[Dataset entries]

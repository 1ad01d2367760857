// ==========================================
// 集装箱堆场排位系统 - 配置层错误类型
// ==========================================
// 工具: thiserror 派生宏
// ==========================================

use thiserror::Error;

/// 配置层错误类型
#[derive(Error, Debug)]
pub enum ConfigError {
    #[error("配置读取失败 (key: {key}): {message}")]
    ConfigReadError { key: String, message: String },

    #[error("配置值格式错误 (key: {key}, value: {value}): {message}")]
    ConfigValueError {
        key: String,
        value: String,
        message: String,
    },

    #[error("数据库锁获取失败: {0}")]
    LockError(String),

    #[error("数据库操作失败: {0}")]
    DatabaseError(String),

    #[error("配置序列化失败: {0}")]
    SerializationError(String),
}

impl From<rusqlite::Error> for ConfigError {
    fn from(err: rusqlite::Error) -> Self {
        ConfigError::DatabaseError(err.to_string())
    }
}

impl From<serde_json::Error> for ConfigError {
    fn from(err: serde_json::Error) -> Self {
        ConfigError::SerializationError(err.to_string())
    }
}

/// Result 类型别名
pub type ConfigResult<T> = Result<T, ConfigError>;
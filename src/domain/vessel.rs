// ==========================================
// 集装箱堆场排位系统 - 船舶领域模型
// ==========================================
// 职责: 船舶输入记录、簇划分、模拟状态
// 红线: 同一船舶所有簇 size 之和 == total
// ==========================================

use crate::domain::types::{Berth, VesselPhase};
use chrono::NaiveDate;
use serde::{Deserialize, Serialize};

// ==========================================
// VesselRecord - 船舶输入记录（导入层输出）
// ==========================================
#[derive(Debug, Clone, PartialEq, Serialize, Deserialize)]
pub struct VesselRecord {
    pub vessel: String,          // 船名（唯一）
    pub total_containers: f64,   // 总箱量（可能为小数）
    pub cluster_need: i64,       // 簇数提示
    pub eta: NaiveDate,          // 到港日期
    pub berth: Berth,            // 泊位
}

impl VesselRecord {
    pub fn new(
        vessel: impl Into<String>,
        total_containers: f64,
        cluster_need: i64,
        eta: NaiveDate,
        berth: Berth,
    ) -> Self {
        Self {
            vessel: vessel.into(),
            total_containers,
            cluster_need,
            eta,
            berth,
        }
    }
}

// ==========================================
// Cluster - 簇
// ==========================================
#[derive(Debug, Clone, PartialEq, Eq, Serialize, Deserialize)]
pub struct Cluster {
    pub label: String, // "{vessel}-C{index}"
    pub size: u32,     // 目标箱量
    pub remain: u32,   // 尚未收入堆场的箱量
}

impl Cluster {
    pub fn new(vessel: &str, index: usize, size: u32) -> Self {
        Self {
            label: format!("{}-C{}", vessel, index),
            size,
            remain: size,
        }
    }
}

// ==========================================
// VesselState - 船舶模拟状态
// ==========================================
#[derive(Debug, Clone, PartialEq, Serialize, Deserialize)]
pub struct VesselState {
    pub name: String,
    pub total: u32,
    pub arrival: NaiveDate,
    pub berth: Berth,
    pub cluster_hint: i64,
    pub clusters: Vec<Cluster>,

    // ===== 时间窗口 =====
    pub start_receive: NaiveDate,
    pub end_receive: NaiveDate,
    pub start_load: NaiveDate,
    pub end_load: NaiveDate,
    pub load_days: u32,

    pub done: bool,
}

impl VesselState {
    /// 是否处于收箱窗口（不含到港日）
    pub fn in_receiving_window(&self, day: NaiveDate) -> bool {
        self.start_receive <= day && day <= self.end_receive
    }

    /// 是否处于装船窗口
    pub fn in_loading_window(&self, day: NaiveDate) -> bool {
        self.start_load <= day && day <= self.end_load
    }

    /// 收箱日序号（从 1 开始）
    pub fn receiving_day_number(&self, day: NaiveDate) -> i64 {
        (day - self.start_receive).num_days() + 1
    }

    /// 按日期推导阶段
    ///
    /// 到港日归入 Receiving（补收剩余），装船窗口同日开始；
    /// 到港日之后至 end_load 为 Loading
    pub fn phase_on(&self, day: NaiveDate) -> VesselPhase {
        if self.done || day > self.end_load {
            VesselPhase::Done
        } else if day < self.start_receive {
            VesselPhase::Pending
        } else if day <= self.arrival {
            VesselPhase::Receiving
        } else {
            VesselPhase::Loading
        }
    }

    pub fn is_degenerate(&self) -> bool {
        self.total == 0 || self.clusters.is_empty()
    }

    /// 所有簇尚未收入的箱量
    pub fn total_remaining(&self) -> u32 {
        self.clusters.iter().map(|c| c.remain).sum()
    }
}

[/Dataset entries]

▸ Description of the task: Return an exact copy of the listing.

▸ Written reply:
repository 1ad01d2367760857
// ==========================================
// 集装箱堆场排位系统 - 配置层错误类型
// ==========================================
// 工具: thiserror 派生宏
// ==========================================

use thiserror::Error;

/// 配置层错误类型
#[derive(Error, Debug)]
pub enum ConfigError {
    #[error("配置读取失败 (key: {key}): {message}")]
    ConfigReadError { key: String, message: String },

    #[error("配置值格式错误 (key: {key}, value: {value}): {message}")]
    ConfigValueError {
        key: String,
        value: String,
        message: String,
    },

    #[error("数据库锁获取失败: {0}")]
    LockError(String),

    #[error("数据库操作失败: {0}")]
    DatabaseError(String),

    #[error("配置序列化失败: {0}")]
    SerializationError(String),
}

impl From<rusqlite::Error> for ConfigError {
    fn from(err: rusqlite::Error) -> Self {
        ConfigError::DatabaseError(err.to_string())
    }
}

impl From<serde_json::Error> for ConfigError {
    fn from(err: serde_json::Error) -> Self {
        ConfigError::SerializationError(err.to_string())
    }
}

/// Result 类型别名
pub type ConfigResult<T> = Result<T, ConfigError>;
filename src/domain/vessel.rs
// ==========================================
// 集装箱堆场排位系统 - 船舶领域模型
// ==========================================
// 职责: 船舶输入记录、簇划分、模拟状态
// 红线: 同一船舶所有簇 size 之和 == total
// ==========================================

use crate::domain::types::{Berth, VesselPhase};
use chrono::NaiveDate;
use serde::{Deserialize, Serialize};

// ==========================================
// VesselRecord - 船舶输入记录（导入层输出）
// ==========================================
#[derive(Debug, Clone, PartialEq, Serialize, Deserialize)]
pub struct VesselRecord {
    pub vessel: String,          // 船名（唯一）
    pub total_containers: f64,   // 总箱量（可能为小数）
    pub cluster_need: i64,       // 簇数提示
    pub eta: NaiveDate,          // 到港日期
    pub berth: Berth,            // 泊位
}

impl VesselRecord {
    pub fn new(
        vessel: impl Into<String>,
        total_containers: f64,
        cluster_need: i64,
        eta: NaiveDate,
        berth: Berth,
    ) -> Self {
        Self {
            vessel: vessel.into(),
            total_containers,
            cluster_need,
            eta,
            berth,
        }
    }
}

// ==========================================
// Cluster - 簇
// ==========================================
#[derive(Debug, Clone, PartialEq, Eq, Serialize, Deserialize)]
pub struct Cluster {
    pub label: String, // "{vessel}-C{index}"
    pub size: u32,     // 目标箱量
    pub remain: u32,   // 尚未收入堆场的箱量
}

impl Cluster {
    pub fn new(vessel: &str, index: usize, size: u32) -> Self {
        Self {
            label: format!("{}-C{}", vessel, index),
            size,
            remain: size,
        }
    }
}

// ==========================================
// VesselState - 船舶模拟状态
// ==========================================
#[derive(Debug, Clone, PartialEq, Serialize, Deserialize)]
pub struct VesselState {
    pub name: String,
    pub total: u32,
    pub arrival: NaiveDate,
    pub berth: Berth,
    pub cluster_hint: i64,
    pub clusters: Vec<Cluster>,

    // ===== 时间窗口 =====
    pub start_receive: NaiveDate,
    pub end_receive: NaiveDate,
    pub start_load: NaiveDate,
    pub end_load: NaiveDate,
    pub load_days: u32,

    pub done: bool,
}

impl VesselState {
    /// 是否处于收箱窗口（不含到港日）
    pub fn in_receiving_window(&self, day: NaiveDate) -> bool {
        self.start_receive <= day && day <= self.end_receive
    }

    /// 是否处于装船窗口
    pub fn in_loading_window(&self, day: NaiveDate) -> bool {
        self.start_load <= day && day <= self.end_load
    }

    /// 收箱日序号（从 1 开始）
    pub fn receiving_day_number(&self, day: NaiveDate) -> i64 {
        (day - self.start_receive).num_days() + 1
    }

    /// 按日期推导阶段
    ///
    /// 到港日归入 Receiving（补收剩余），装船窗口同日开始；
    /// 到港日之后至 end_load 为 Loading
    pub fn phase_on(&self, day: NaiveDate) -> VesselPhase {
        if self.done || day > self.end_load {
            VesselPhase::Done
        } else if day < self.start_receive {
            VesselPhase::Pending
        } else if day <= self.arrival {
            VesselPhase::Receiving
        } else {
            VesselPhase::Loading
        }
    }

    pub fn is_degenerate(&self) -> bool {
        self.total == 0 || self.clusters.is_empty()
    }

    /// 所有簇尚未收入的箱量
    pub fn total_remaining(&self) -> u32 {
        self.clusters.iter().map(|c| c.remain).sum()
    }
}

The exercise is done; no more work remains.